This isn’t a list of ten creative things; sorry to disappoint any list enthusiasts. If it were I might have come up with a snappier title. It’s more a reflection on my own creative and teaching practices, which are, of course, closely intertwined.
This week I have a gig coming up so I’m trying to do an hour’s piano practice a day. Shocked? Well, I’m a working Mum and that’s all I can fit in, but tbh, even if I did have time to do more, I probably wouldn’t. Nevertheless, I appreciate my hour at the piano, it calms me down and gives me focus. I like to divide the time into a series of tasks which I then subdivide and so on. I often turn it into a game. This week’s game is to include ten creative things. Ten? yes, it’s a round number, but it’s also quite a lot and therefore challenging in a way that can make for a stimulating and engrossing hour. “Creative things” is deliberately vague. The point is to approach my practice in a more inventive way because it stops me from feeling ground down by the repetitiveness, it throws up connections, one task evolving into the next, and, most importantly, it puts me in a creative frame of mind.

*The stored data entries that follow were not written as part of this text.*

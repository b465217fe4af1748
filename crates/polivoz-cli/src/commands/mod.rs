//! Command implementations.

pub mod devices;
pub mod play;
pub mod render;

use clap::ValueEnum;
use polivoz_core::FilterType;
use polivoz_synth::{StealMode, Waveform};

/// Voice count for CLI engines.
pub const VOICES: usize = 16;

/// Waveform names for CLI arguments.
#[derive(Clone, Copy, Debug, Default, ValueEnum)]
pub enum CliWaveform {
    Sine,
    Square,
    #[default]
    Saw,
    Triangle,
    Noise,
}

impl From<CliWaveform> for Waveform {
    fn from(w: CliWaveform) -> Self {
        match w {
            CliWaveform::Sine => Waveform::Sine,
            CliWaveform::Square => Waveform::Square,
            CliWaveform::Saw => Waveform::Sawtooth,
            CliWaveform::Triangle => Waveform::Triangle,
            CliWaveform::Noise => Waveform::Noise,
        }
    }
}

/// Filter topology names for CLI arguments.
#[derive(Clone, Copy, Debug, ValueEnum)]
pub enum CliFilter {
    None,
    Lowpass,
    Highpass,
    Bandpass,
    Notch,
    Ladder,
}

impl From<CliFilter> for FilterType {
    fn from(f: CliFilter) -> Self {
        match f {
            CliFilter::None => FilterType::None,
            CliFilter::Lowpass => FilterType::LowPass,
            CliFilter::Highpass => FilterType::HighPass,
            CliFilter::Bandpass => FilterType::BandPass,
            CliFilter::Notch => FilterType::Notch,
            CliFilter::Ladder => FilterType::MoogLadder,
        }
    }
}

/// Voice stealing policy names for CLI arguments.
#[derive(Clone, Copy, Debug, Default, ValueEnum)]
pub enum CliSteal {
    None,
    #[default]
    Oldest,
    Quietest,
    Lowest,
    Highest,
    SameNote,
}

impl From<CliSteal> for StealMode {
    fn from(s: CliSteal) -> Self {
        match s {
            CliSteal::None => StealMode::None,
            CliSteal::Oldest => StealMode::Oldest,
            CliSteal::Quietest => StealMode::Quietest,
            CliSteal::Lowest => StealMode::Lowest,
            CliSteal::Highest => StealMode::Highest,
            CliSteal::SameNote => StealMode::SameNote,
        }
    }
}

/// Parse a comma-separated MIDI note list (e.g., "60,64,67" for C major).
///
/// Invalid tokens are skipped; an entirely invalid list is an error.
pub fn parse_notes(spec: &str) -> anyhow::Result<Vec<u8>> {
    let notes: Vec<u8> = spec
        .split(',')
        .filter_map(|s| s.trim().parse::<u8>().ok())
        .collect();

    if notes.is_empty() {
        anyhow::bail!(
            "No valid MIDI notes in '{}'. Use format: --notes \"60,64,67\"",
            spec
        );
    }

    Ok(notes)
}
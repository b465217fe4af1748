//! Polivoz CLI - command-line interface for the polivoz synthesizer.

mod commands;
mod patch;

use clap::{Parser, Subcommand};
use tracing_subscriber::EnvFilter;

#[derive(Parser)]
#[command(name = "polivoz")]
#[command(author, version, about = "Polivoz polyphonic synthesizer CLI", long_about = None)]
struct Cli {
    #[command(subcommand)]
    command: Commands,
}

#[derive(Subcommand)]
enum Commands {
    /// Render notes offline to a WAV file
    Render(commands::render::RenderArgs),

    /// Play notes on an output device in real time
    Play(commands::play::PlayArgs),

    /// List available audio devices
    Devices(commands::devices::DevicesArgs),
}

fn main() -> anyhow::Result<()> {
    tracing_subscriber::fmt()
        .with_env_filter(EnvFilter::try_from_default_env().unwrap_or_else(|_| "info".into()))
        .init();

    let cli = Cli::parse();

    match cli.command {
        Commands::Render(args) => commands::render::run(args),
        Commands::Play(args) => commands::play::run(args),
        Commands::Devices(args) => commands::devices::run(args),
    }
}
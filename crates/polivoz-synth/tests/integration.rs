//! Integration tests for polivoz-synth.
//!
//! Tests cover the envelope lifecycle, voice allocation and stealing,
//! unison normalization, oscillator sync, parameter dispatch, and the
//! thread-shared engine surface.

use std::sync::Arc;
use std::thread;

use polivoz_synth::{
    DahdsrEnvelope, EnvelopeStage, FilterType, StealMode, SynthEngine, SyncMode, VoicePool,
    Waveform, midi_to_freq,
};

const SR: f32 = 48000.0;
const DT: f32 = 1.0 / SR;

/// Render one block and return the interleaved buffer.
fn render<const N: usize>(pool: &mut VoicePool<N>, frames: usize) -> Vec<f32> {
    let mut buffer = vec![0.0; frames * 2];
    assert_eq!(pool.render(&mut buffer, 0, frames), frames);
    buffer
}

fn peak(buffer: &[f32]) -> f32 {
    buffer.iter().fold(0.0_f32, |acc, s| acc.max(s.abs()))
}

// ---------------------------------------------------------------------------
// 1. Envelope lifecycle
// ---------------------------------------------------------------------------

#[test]
fn envelope_full_lifecycle_reaches_sustain_then_idle() {
    let mut env = DahdsrEnvelope::new();
    env.set_attack(0.02);
    env.set_hold(0.01);
    env.set_decay(0.05);
    env.set_sustain(0.6);
    env.set_release(0.1);

    env.trigger(127);

    // Past attack + hold + decay: settled at sustain
    let settle = ((0.02 + 0.01 + 0.05) * SR) as usize + 100;
    for _ in 0..settle {
        env.process(DT);
    }
    assert_eq!(env.stage(), EnvelopeStage::Sustain);
    assert!((env.value() - 0.6).abs() < 1e-3, "value {}", env.value());

    env.release();
    for _ in 0..((0.1 * SR) as usize + 100) {
        env.process(DT);
    }
    assert_eq!(env.stage(), EnvelopeStage::Idle);
    assert_eq!(env.value(), 0.0);
}

#[test]
fn envelope_retrigger_ramps_from_current_value() {
    let mut env = DahdsrEnvelope::new();
    env.set_attack(0.1);

    env.trigger(127);
    for _ in 0..2400 {
        env.process(DT);
    }
    let mid_attack = env.value();
    assert!(mid_attack > 0.1, "attack should be partway up");

    // Retrigger: the new attack starts at the current value, no dip to 0
    env.trigger(127);
    let after = env.process(DT);
    assert!(
        after >= mid_attack - 1e-3,
        "retrigger dipped from {mid_attack} to {after}"
    );
}

#[test]
fn envelope_coarse_dt_clamps_stage_boundaries() {
    // Known boundary characteristic: a dt that overshoots a stage end
    // clamps to the boundary value instead of carrying remainder time
    // into the next ramp, so each stage can stretch by up to one step.
    let mut env = DahdsrEnvelope::new();
    env.set_attack(0.01);
    env.set_decay(0.01);
    env.set_sustain(0.5);

    env.trigger(127);
    // One giant step lands exactly on the attack peak, not past it
    let v = env.process(0.5);
    assert_eq!(v, 1.0);
    assert_eq!(env.stage(), EnvelopeStage::Decay);

    // The decay then starts fresh on the next call
    let v = env.process(0.5);
    assert_eq!(v, 0.5);
    assert_eq!(env.stage(), EnvelopeStage::Sustain);
}

// ---------------------------------------------------------------------------
// 2. Frequency mapping
// ---------------------------------------------------------------------------

#[test]
fn midi_frequency_mapping_standard_tuning() {
    assert!((f64::from(midi_to_freq(69)) - 440.0).abs() < 1e-4);
    assert!((f64::from(midi_to_freq(81)) - 880.0).abs() < 1e-4);
    // Octave ratio is exact in the mapping
    let ratio = midi_to_freq(81) / midi_to_freq(69);
    assert!((ratio - 2.0).abs() < 1e-6);
}

// ---------------------------------------------------------------------------
// 3. Voice stealing
// ---------------------------------------------------------------------------

#[test]
fn stealing_oldest_reassigns_first_voice() {
    let mut pool: VoicePool<2> = VoicePool::new(SR);
    pool.set_steal_mode(StealMode::Oldest);

    pool.note_on(60, 100);
    pool.note_on(64, 100);
    let first = pool.voice_for_note(60).unwrap();

    pool.note_on(67, 100);

    assert_eq!(pool.voices()[first].note(), 67, "voice holding 60 reassigned");
    let second = pool.voice_for_note(64).expect("64 still mapped");
    assert_eq!(pool.voices()[second].note(), 64, "note 64 keeps playing");
}

#[test]
fn stealing_none_is_a_no_op() {
    let mut pool: VoicePool<3> = VoicePool::new(SR);
    pool.set_steal_mode(StealMode::None);

    pool.note_on(60, 100);
    pool.note_on(64, 100);
    pool.note_on(67, 100);
    let notes_before: Vec<u8> = pool.voices().iter().map(|v| v.note()).collect();
    let count_before = pool.active_voice_count();

    pool.note_on(72, 127);

    assert_eq!(pool.active_voice_count(), count_before);
    let notes_after: Vec<u8> = pool.voices().iter().map(|v| v.note()).collect();
    assert_eq!(notes_after, notes_before);
}

#[test]
fn stealing_keeps_note_map_consistent() {
    let mut pool: VoicePool<2> = VoicePool::new(SR);
    pool.set_steal_mode(StealMode::Oldest);

    // Churn through more notes than voices; the map must always point at
    // a voice that currently holds the mapped note
    for note in 40..80 {
        pool.note_on(note, 100);
        for n in 0..128 {
            if let Some(idx) = pool.voice_for_note(n) {
                assert_eq!(
                    pool.voices()[idx].note(),
                    n,
                    "map entry for {n} points at a voice holding {}",
                    pool.voices()[idx].note()
                );
            }
        }
    }
}

// ---------------------------------------------------------------------------
// 4. Filter stability
// ---------------------------------------------------------------------------

#[test]
fn nyquist_guard_keeps_every_topology_finite() {
    for filter_type in [
        FilterType::LowPass,
        FilterType::HighPass,
        FilterType::BandPass,
        FilterType::Notch,
        FilterType::MoogLadder,
    ] {
        let mut pool: VoicePool<4> = VoicePool::new(44100.0);
        pool.set_filter_type(filter_type);
        pool.set_parameter("cutoff", 1.0);
        pool.set_parameter("resonance", 1.0);
        pool.set_waveform(0, Waveform::Sawtooth);
        pool.note_on(69, 127);

        let buffer = render(&mut pool, 1000);
        for &sample in &buffer {
            assert!(
                sample.is_finite(),
                "{filter_type:?} produced non-finite output at full cutoff"
            );
        }
    }
}

// ---------------------------------------------------------------------------
// 5. Unison
// ---------------------------------------------------------------------------

#[test]
fn unison_normalization_suppresses_amplitude_growth() {
    // With detuned lanes (the supersaw case the normalization exists
    // for) the 1/sqrt(N) scaling keeps loudness roughly flat: each
    // N-lane peak must stay below the coherent ceiling of the normalized
    // constant-power fan. Dropping the 1/sqrt(N) factor pushes every
    // count past its ceiling by about sqrt(N), so a normalization
    // regression trips the bound immediately.
    let single = unison_peak(1);

    for n in 2..=8 {
        let p = unison_peak(n);
        let ratio = p / single;
        assert!(
            ratio < coherent_fan_ceiling(n) + 0.15,
            "unison {n}: peak ratio {ratio} exceeds the normalized fan ceiling {}",
            coherent_fan_ceiling(n)
        );
        assert!(
            ratio > 0.5,
            "unison {n}: peak ratio {ratio} collapsed below the mix level"
        );
    }

    // The output stage's tanh compresses large aligned peaks, so the
    // measured supersaw stays strictly below even the linear ceiling
    let wide = unison_peak(7);
    assert!(
        wide / single < coherent_fan_ceiling(7),
        "7-lane supersaw peak {wide} vs single {single}"
    );
}

/// Worst-case peak of `n` normalized unison lanes relative to a single
/// centered lane: every lane at full amplitude simultaneously, summed
/// through the constant-power pan fan (angles spread evenly across
/// `[0, pi/2]` at full stereo width), scaled by `1/sqrt(n)`, divided by
/// the lone lane's `cos(pi/4)` gain.
fn coherent_fan_ceiling(n: usize) -> f32 {
    use std::f32::consts::{FRAC_1_SQRT_2, FRAC_PI_4};

    let divisor = (n - 1).max(1) as f32;
    let gain_sum: f32 = (0..n)
        .map(|i| {
            let t = (i as f32 - (n - 1) as f32 * 0.5) / divisor;
            ((2.0 * t + 1.0) * FRAC_PI_4).cos()
        })
        .sum();
    gain_sum / ((n as f32).sqrt() * FRAC_1_SQRT_2)
}

fn unison_peak(count: usize) -> f32 {
    let mut pool: VoicePool<1> = VoicePool::new(SR);
    pool.set_waveform(0, Waveform::Sawtooth);
    pool.set_parameter("volume", 0.5);
    pool.set_parameter("attack", 0.001);
    pool.set_parameter("sustain", 1.0);
    pool.set_parameter("detune", 30.0);
    pool.set_unison(count);
    // Disable the second slot so only the unison stack is measured
    let mut slave = *pool.render_params().oscillators.last().unwrap();
    slave.enabled = false;
    pool.set_oscillator_config(1, slave);

    pool.note_on(45, 127);
    // Skip the attack, then measure
    render(&mut pool, 2000);
    peak(&render(&mut pool, 8000))
}

// ---------------------------------------------------------------------------
// 6. Oscillator sync through the pool
// ---------------------------------------------------------------------------

#[test]
fn hard_sync_changes_slave_spectrum() {
    let mut free: VoicePool<1> = VoicePool::new(SR);
    let mut synced: VoicePool<1> = VoicePool::new(SR);
    for pool in [&mut free, &mut synced] {
        pool.set_waveform(0, Waveform::Sine);
        pool.set_waveform(1, Waveform::Sawtooth);
        pool.set_parameter("attack", 0.001);
        let mut master = pool.render_params().oscillators[0];
        master.octave_offset = 1;
        pool.set_oscillator_config(0, master);
    }
    synced.set_sync_mode(SyncMode::Hard);

    free.note_on(57, 127);
    synced.note_on(57, 127);
    render(&mut free, 1000);
    render(&mut synced, 1000);

    let a = render(&mut free, 1000);
    let b = render(&mut synced, 1000);
    let diff: f32 = a.iter().zip(&b).map(|(x, y)| (x - y).abs()).sum();
    assert!(diff > 1.0, "hard sync output identical to free-running");
}

// ---------------------------------------------------------------------------
// 7. Engine surface and concurrency
// ---------------------------------------------------------------------------

#[test]
fn engine_introspection_counts() {
    let engine: SynthEngine<8> = SynthEngine::new(SR);
    assert_eq!(engine.max_voices(), 8);
    assert_eq!(engine.active_voice_count(), 0);

    engine.note_on(60, 100);
    engine.note_on(64, 100);
    assert_eq!(engine.active_voice_count(), 2);

    engine.all_notes_off();
    engine.set_parameter("release", 0.001);
    let mut buffer = vec![0.0; 8192];
    engine.render(&mut buffer, 0, 4096);
    assert_eq!(engine.active_voice_count(), 0);
}

#[test]
fn engine_render_survives_control_thread_churn() {
    let engine: Arc<SynthEngine<16>> = Arc::new(SynthEngine::new(SR));

    let control = {
        let engine = Arc::clone(&engine);
        thread::spawn(move || {
            for i in 0..200_u32 {
                let note = 36 + (i % 48) as u8;
                engine.note_on(note, 100);
                engine.set_parameter("cutoff", (i % 100) as f32 / 100.0);
                engine.set_modulation(((i % 7) as f32 - 3.0) / 3.0, 0.0);
                if i % 3 == 0 {
                    engine.note_off(note);
                }
            }
            engine.all_notes_off();
        })
    };

    let mut buffer = vec![0.0_f32; 512];
    for _ in 0..400 {
        let frames = engine.render(&mut buffer, 0, 256);
        assert_eq!(frames, 256);
        assert!(buffer.iter().all(|s| s.is_finite() && s.abs() <= 1.0));
    }

    control.join().expect("control thread panicked");
}

#[test]
fn engine_parameter_dispatch_table() {
    let engine: SynthEngine<4> = SynthEngine::new(SR);

    // Every documented name is accepted (and unknown ones ignored)
    // without panicking, in any case mix
    for name in [
        "volume",
        "cutoff",
        "resonance",
        "filtertype",
        "filterenvamount",
        "delay",
        "attack",
        "hold",
        "decay",
        "sustain",
        "release",
        "filterdelay",
        "filterattack",
        "filterhold",
        "filterdecay",
        "filtersustain",
        "filterrelease",
        "velocitysensitivity",
        "detune",
        "unison",
        "stereowidth",
        "pulsewidth",
        "vibrato",
        "not-a-parameter",
    ] {
        engine.set_parameter(name, 0.5);
        engine.set_parameter(&name.to_uppercase(), 0.5);
    }

    engine.note_on(60, 100);
    let mut buffer = vec![0.0; 512];
    assert_eq!(engine.render(&mut buffer, 0, 256), 256);
    assert!(buffer.iter().all(|s| s.is_finite()));
}

// ---------------------------------------------------------------------------
// 8. Mixing
// ---------------------------------------------------------------------------

#[test]
fn chord_output_is_sum_of_voices_before_clip() {
    // At low levels tanh is effectively linear, so a two-note chord
    // matches the sample-wise sum of the notes rendered separately
    let mut chord: VoicePool<4> = VoicePool::new(SR);
    let mut only_60: VoicePool<4> = VoicePool::new(SR);
    let mut only_64: VoicePool<4> = VoicePool::new(SR);
    for pool in [&mut chord, &mut only_60, &mut only_64] {
        pool.set_parameter("volume", 0.1);
    }

    chord.note_on(60, 80);
    chord.note_on(64, 80);
    only_60.note_on(60, 80);
    only_64.note_on(64, 80);

    let mixed = render(&mut chord, 1024);
    let a = render(&mut only_60, 1024);
    let b = render(&mut only_64, 1024);

    for i in 0..mixed.len() {
        assert!(
            (mixed[i] - (a[i] + b[i])).abs() < 5e-3,
            "sample {i}: {} vs {}",
            mixed[i],
            a[i] + b[i]
        );
    }
}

This state is so important to inhabit as musicians, and one we ideally will be aiming to access in our pupils too. Music educator Paul Harris has written at length about creativity in music education and said at a training session I attended, that teachers should aim to “Start every lesson with something creative” which, for example could be how you approach the warmup, use of imagery to inspire shaping in a piece, improvising on a scale, or anything else you dream up. I always try this with my own students, and believe me, it’s not easy! Autopilot teaching it is not. Is it worth it? yes, absolutely; It can have a transformative effect on a lesson, and on the teacher/pupil dynamic. One of the main reasons this is crucial to Harris is that by making a creative space, you are also making a collaborative, and essentially, a safe space for your pupil where they feel secure and able to take musical risks. Creative, gameplay-based tasks don’t fall into binaries like ‘right and wrong’ ‘good and bad’ so the tone is then set for a happy, productive lesson. In turn, by also doing this in our own practice, we’re being kind to ourselves. The intrusive, negative voices melt away and are replaced by playful, more childlike ones, a ‘flow state’ becomes more available to us and the process of making music becomes a positive and healing one.
My gig is on the anticipated-to-be hottest day of the year in London and there are logistics to deal with as always but putting creativity at the centre of my prep has kept me thinking about the music and not the stress. Always something to aim for as players and teachers.